[ENTRIES SHOWN — start]

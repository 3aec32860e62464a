use dioxus::core::Task;
use dioxus::prelude::*;
use interview_core::model::SetupDraft;
use services::{InterviewError, InterviewSession, Stage, TICK_PERIOD, run_countdown};

use crate::context::AppContext;
use crate::views::{CompleteView, FeedbackView, NoticeBanner, QuestionView, SetupView};
use crate::vm::{CompletionVm, FeedbackVm, InterviewAction, QuestionVm, progress_percent};

#[cfg(test)]
use std::cell::RefCell;
#[cfg(test)]
use std::rc::Rc;

fn log_outcome(action: &'static str, result: Result<services::Settled, InterviewError>) {
    match result {
        Ok(settled) => tracing::debug!(action, ?settled, "response handled"),
        Err(err) => tracing::debug!(action, error = %err, "action did not complete"),
    }
}

/// Root of the single-window interview flow. Owns the session signal and the
/// countdown task; every child only renders and reports actions.
#[component]
pub fn InterviewView() -> Element {
    let ctx = use_context::<AppContext>();
    let api = ctx.api();
    let api_base_url = ctx.api_base_url().to_string();

    let mut session = use_signal(InterviewSession::new);
    let mut draft = use_signal(SetupDraft::default);
    let mut timer_task = use_signal(|| None::<Task>);

    let dispatch = use_callback(move |action: InterviewAction| match action {
        InterviewAction::Start => {
            let form = draft.read().clone();
            let begun = session.write().begin_start(&form);
            let pending = match begun {
                Ok(pending) => pending,
                Err(err) => return log_outcome("start", Err(err)),
            };
            let api = api.clone();
            spawn(async move {
                let result = api.start_interview(&pending.request).await;
                let settled = session
                    .write()
                    .finish_start(pending.ticket, result, pending.request);
                log_outcome("start", settled);
            });
        }
        InterviewAction::EditAnswer(text) => session.write().set_answer_draft(text),
        InterviewAction::Submit => {
            let answer = session.read().answer_draft().to_string();
            let begun = session.write().begin_submit(&answer);
            let pending = match begun {
                Ok(pending) => pending,
                Err(err) => return log_outcome("submit", Err(err)),
            };
            let api = api.clone();
            spawn(async move {
                let result = api.submit_answer(&pending.request).await;
                let settled = session.write().finish_submit(pending.ticket, result);
                log_outcome("submit", settled);
            });
        }
        InterviewAction::Advance => {
            let begun = session.write().begin_advance();
            let pending = match begun {
                Ok(pending) => pending,
                Err(err) => return log_outcome("advance", Err(err)),
            };
            let api = api.clone();
            spawn(async move {
                let result = api.next_question(&pending.request).await;
                let settled = session.write().finish_advance(pending.ticket, result);
                log_outcome("advance", settled);
            });
        }
        InterviewAction::End => session.write().end(),
        InterviewAction::Restart => {
            session.write().restart();
            draft.set(SetupDraft::default());
        }
        InterviewAction::DismissNotice => session.write().dismiss_notice(),
    });

    // Restart the ticker whenever the timer (re)starts or stops.
    let timer_key = use_memo(move || session.read().running_timer());
    use_effect(move || {
        let key = timer_key();
        if let Some(task) = timer_task.write().take() {
            task.cancel();
        }
        if let Some(epoch) = key {
            let task = spawn(async move {
                run_countdown(TICK_PERIOD, move || session.write().tick(epoch)).await;
            });
            timer_task.set(Some(task));
        }
    });

    #[cfg(test)]
    {
        let mut registered = use_signal(|| false);
        if !registered() {
            registered.set(true);
            if let Some(handles) = try_consume_context::<InterviewTestHandles>() {
                handles.register(dispatch, session, draft);
            }
        }
    }

    let state = session.read();
    let stage = state.stage();
    let busy = state.is_busy();
    let notice = state.notice().cloned();
    let progress_style = format!("width: {:.0}%", progress_percent(&state));
    let question_vm = QuestionVm::from_session(&state);
    let feedback_vm = state.feedback().map(FeedbackVm::from);
    let completion_vm = CompletionVm::from(state.tally());
    let session_id = state.session_id().cloned();
    drop(state);

    rsx! {
        div { class: "interview",
            header { class: "interview__header",
                h1 { class: "interview__title", "Interview Prep Simulator" }
                if stage != Stage::Setup {
                    button {
                        class: "btn btn-secondary",
                        id: "header-restart",
                        r#type: "button",
                        onclick: move |_| dispatch.call(InterviewAction::Restart),
                        "New Interview"
                    }
                }
            }
            if matches!(stage, Stage::Question | Stage::Feedback) {
                div { class: "progress", id: "interview-progress",
                    div { class: "progress__fill", style: "{progress_style}" }
                }
            }
            if let Some(notice) = notice {
                NoticeBanner {
                    notice,
                    on_dismiss: move |()| dispatch.call(InterviewAction::DismissNotice),
                }
            }
            main { class: "interview__body",
                match stage {
                    Stage::Setup => rsx! {
                        SetupView { draft, busy, on_action: dispatch }
                    },
                    Stage::Question => match question_vm {
                        Some(vm) => rsx! { QuestionView { vm, busy, on_action: dispatch } },
                        None => rsx! {},
                    },
                    Stage::Feedback => match feedback_vm {
                        Some(vm) => rsx! { FeedbackView { vm, busy, on_action: dispatch } },
                        None => rsx! {},
                    },
                    Stage::Complete => rsx! {
                        CompleteView { vm: completion_vm, session_id, on_action: dispatch }
                    },
                }
            }
            footer { class: "interview__footer", "API: {api_base_url}" }
        }
    }
}

#[cfg(test)]
#[derive(Clone, Default)]
pub(crate) struct InterviewTestHandles {
    dispatch: Rc<RefCell<Option<Callback<InterviewAction>>>>,
    session: Rc<RefCell<Option<Signal<InterviewSession>>>>,
    draft: Rc<RefCell<Option<Signal<SetupDraft>>>>,
}

#[cfg(test)]
impl InterviewTestHandles {
    pub(crate) fn register(
        &self,
        dispatch: Callback<InterviewAction>,
        session: Signal<InterviewSession>,
        draft: Signal<SetupDraft>,
    ) {
        *self.dispatch.borrow_mut() = Some(dispatch);
        *self.session.borrow_mut() = Some(session);
        *self.draft.borrow_mut() = Some(draft);
    }

    pub(crate) fn dispatch(&self) -> Callback<InterviewAction> {
        (*self.dispatch.borrow()).expect("interview dispatch registered")
    }

    pub(crate) fn session(&self) -> Signal<InterviewSession> {
        (*self.session.borrow()).expect("interview session registered")
    }

    pub(crate) fn draft(&self) -> Signal<SetupDraft> {
        (*self.draft.borrow()).expect("setup draft registered")
    }
}
use std::fmt;
use std::str::FromStr;

use serde::{Deserialize, Serialize};
use thiserror::Error;

use crate::error::ValidationError;

#[derive(Debug, Error, Clone, PartialEq, Eq)]
#[error("unknown {kind}: {raw}")]
pub struct ParseOptionError {
    kind: &'static str,
    raw: String,
}

/// Flavour of interview the remote service should generate questions for.
#[derive(Clone, Copy, Debug, Default, PartialEq, Eq, Hash, Serialize, Deserialize)]
#[serde(rename_all = "snake_case")]
pub enum InterviewType {
    #[default]
    Technical,
    Behavioral,
    Hr,
    SystemDesign,
}

impl InterviewType {
    pub const ALL: [Self; 4] = [
        Self::Technical,
        Self::Behavioral,
        Self::Hr,
        Self::SystemDesign,
    ];

    /// Wire value, also used as the `<option>` value in the setup form.
    #[must_use]
    pub fn as_str(self) -> &'static str {
        match self {
            Self::Technical => "technical",
            Self::Behavioral => "behavioral",
            Self::Hr => "hr",
            Self::SystemDesign => "system_design",
        }
    }

    #[must_use]
    pub fn label(self) -> &'static str {
        match self {
            Self::Technical => "Technical Interview",
            Self::Behavioral => "Behavioral Interview",
            Self::Hr => "HR Interview",
            Self::SystemDesign => "System Design",
        }
    }
}

impl fmt::Display for InterviewType {
    fn fmt(&self, f: &mut fmt::Formatter<'_>) -> fmt::Result {
        f.write_str(self.as_str())
    }
}

impl FromStr for InterviewType {
    type Err = ParseOptionError;

    fn from_str(s: &str) -> Result<Self, Self::Err> {
        Self::ALL
            .into_iter()
            .find(|value| value.as_str() == s)
            .ok_or_else(|| ParseOptionError {
                kind: "interview type",
                raw: s.to_string(),
            })
    }
}

#[derive(Clone, Copy, Debug, Default, PartialEq, Eq, Hash, Serialize, Deserialize)]
#[serde(rename_all = "snake_case")]
pub enum ExperienceLevel {
    Entry,
    #[default]
    Intermediate,
    Senior,
}

impl ExperienceLevel {
    pub const ALL: [Self; 3] = [Self::Entry, Self::Intermediate, Self::Senior];

    #[must_use]
    pub fn as_str(self) -> &'static str {
        match self {
            Self::Entry => "entry",
            Self::Intermediate => "intermediate",
            Self::Senior => "senior",
        }
    }

    #[must_use]
    pub fn label(self) -> &'static str {
        match self {
            Self::Entry => "Entry Level (0-2 years)",
            Self::Intermediate => "Intermediate (2-5 years)",
            Self::Senior => "Senior (5+ years)",
        }
    }
}

impl fmt::Display for ExperienceLevel {
    fn fmt(&self, f: &mut fmt::Formatter<'_>) -> fmt::Result {
        f.write_str(self.as_str())
    }
}

impl FromStr for ExperienceLevel {
    type Err = ParseOptionError;

    fn from_str(s: &str) -> Result<Self, Self::Err> {
        Self::ALL
            .into_iter()
            .find(|value| value.as_str() == s)
            .ok_or_else(|| ParseOptionError {
                kind: "experience level",
                raw: s.to_string(),
            })
    }
}

/// Raw setup form values as typed by the user.
#[derive(Clone, Debug, Default, PartialEq, Eq)]
pub struct SetupDraft {
    pub interview_type: InterviewType,
    pub role: String,
    pub experience_level: ExperienceLevel,
    pub domain: String,
}

impl SetupDraft {
    /// Validate the form into an `InterviewSetup`.
    ///
    /// # Errors
    ///
    /// Returns `ValidationError::EmptyRole` when the role is blank.
    pub fn validate(&self) -> Result<InterviewSetup, ValidationError> {
        InterviewSetup::new(
            self.interview_type,
            &self.role,
            self.experience_level,
            Some(self.domain.as_str()),
        )
    }
}

/// Validated parameters for the first question of a run. Serializes to the
/// start-interview request body.
#[derive(Clone, Debug, PartialEq, Eq, Serialize, Deserialize)]
pub struct InterviewSetup {
    interview_type: InterviewType,
    role: String,
    experience_level: ExperienceLevel,
    #[serde(default, skip_serializing_if = "Option::is_none")]
    domain: Option<String>,
}

impl InterviewSetup {
    /// Trim and validate setup fields. A blank domain is treated as absent.
    ///
    /// # Errors
    ///
    /// Returns `ValidationError::EmptyRole` when the role is blank.
    pub fn new(
        interview_type: InterviewType,
        role: &str,
        experience_level: ExperienceLevel,
        domain: Option<&str>,
    ) -> Result<Self, ValidationError> {
        let role = role.trim();
        if role.is_empty() {
            return Err(ValidationError::EmptyRole);
        }
        let domain = domain
            .map(str::trim)
            .filter(|value| !value.is_empty())
            .map(str::to_string);

        Ok(Self {
            interview_type,
            role: role.to_string(),
            experience_level,
            domain,
        })
    }

    #[must_use]
    pub fn interview_type(&self) -> InterviewType {
        self.interview_type
    }

    #[must_use]
    pub fn role(&self) -> &str {
        &self.role
    }

    #[must_use]
    pub fn experience_level(&self) -> ExperienceLevel {
        self.experience_level
    }

    #[must_use]
    pub fn domain(&self) -> Option<&str> {
        self.domain.as_deref()
    }
}
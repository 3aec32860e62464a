mod flow;
mod notice;
mod session;

pub use flow::InterviewFlow;
pub use notice::{Notice, NoticeKind};
pub use session::{InterviewSession, PendingCall, Settled, Stage, Ticket};
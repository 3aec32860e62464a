mod completion_vm;
mod feedback_vm;
mod interview_vm;
mod markdown_vm;
mod question_vm;
mod time_fmt;

pub use completion_vm::{CompletionVm, ScoreRowVm};
pub use feedback_vm::{FeedbackVm, ScoreLineVm};
pub use interview_vm::InterviewAction;
pub use markdown_vm::{markdown_to_html, sanitize_html};
pub use question_vm::{QuestionVm, progress_percent};
pub use time_fmt::{URGENT_BELOW_SECS, format_clock, format_created_at, format_datetime, is_urgent};
use serde::{Deserialize, Serialize};

/// Named sub-scores that accompany the overall score.
#[derive(Clone, Copy, Debug, Default, PartialEq, Eq, Serialize, Deserialize)]
pub struct FeedbackDetail {
    pub clarity: u32,
    pub technical_accuracy: u32,
    pub completeness: u32,
    pub communication: u32,
}

#[derive(Clone, Copy, Debug, PartialEq, Eq)]
pub enum SubScore {
    Clarity,
    TechnicalAccuracy,
    Completeness,
    Communication,
}

impl SubScore {
    /// Wire key, in the order the service emits them.
    #[must_use]
    pub fn key(self) -> &'static str {
        match self {
            Self::Clarity => "clarity",
            Self::TechnicalAccuracy => "technical_accuracy",
            Self::Completeness => "completeness",
            Self::Communication => "communication",
        }
    }

    #[must_use]
    pub fn label(self) -> &'static str {
        match self {
            Self::Clarity => "Clarity",
            Self::TechnicalAccuracy => "Technical Accuracy",
            Self::Completeness => "Completeness",
            Self::Communication => "Communication",
        }
    }
}

impl FeedbackDetail {
    #[must_use]
    pub fn entries(&self) -> [(SubScore, u32); 4] {
        [
            (SubScore::Clarity, self.clarity),
            (SubScore::TechnicalAccuracy, self.technical_accuracy),
            (SubScore::Completeness, self.completeness),
            (SubScore::Communication, self.communication),
        ]
    }
}

/// Evaluation of one submitted answer.
#[derive(Clone, Debug, PartialEq, Eq, Serialize, Deserialize)]
pub struct Feedback {
    pub overall_score: u32,
    pub feedback_detail: FeedbackDetail,
    #[serde(default)]
    pub strengths: Vec<String>,
    #[serde(default)]
    pub improvements: Vec<String>,
    #[serde(default)]
    pub missing_topics: Vec<String>,
    #[serde(default)]
    pub suggested_answer: String,
    #[serde(default)]
    pub follow_up_question: Option<String>,
}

[ENTRIES SHOWN — finish]

* DESCRIPTION OF THE TASK:
Please transcribe the records exactly from their first line through the line holding "use std::rc::Rc;", and leave out all others.

* SOLUTION BELOW:
repository 3aec32860e62464a
use dioxus::core::Task;
use dioxus::prelude::*;
use interview_core::model::SetupDraft;
use services::{InterviewError, InterviewSession, Stage, TICK_PERIOD, run_countdown};

use crate::context::AppContext;
use crate::views::{CompleteView, FeedbackView, NoticeBanner, QuestionView, SetupView};
use crate::vm::{CompletionVm, FeedbackVm, InterviewAction, QuestionVm, progress_percent};

#[cfg(test)]
use std::cell::RefCell;
#[cfg(test)]
use std::rc::Rc;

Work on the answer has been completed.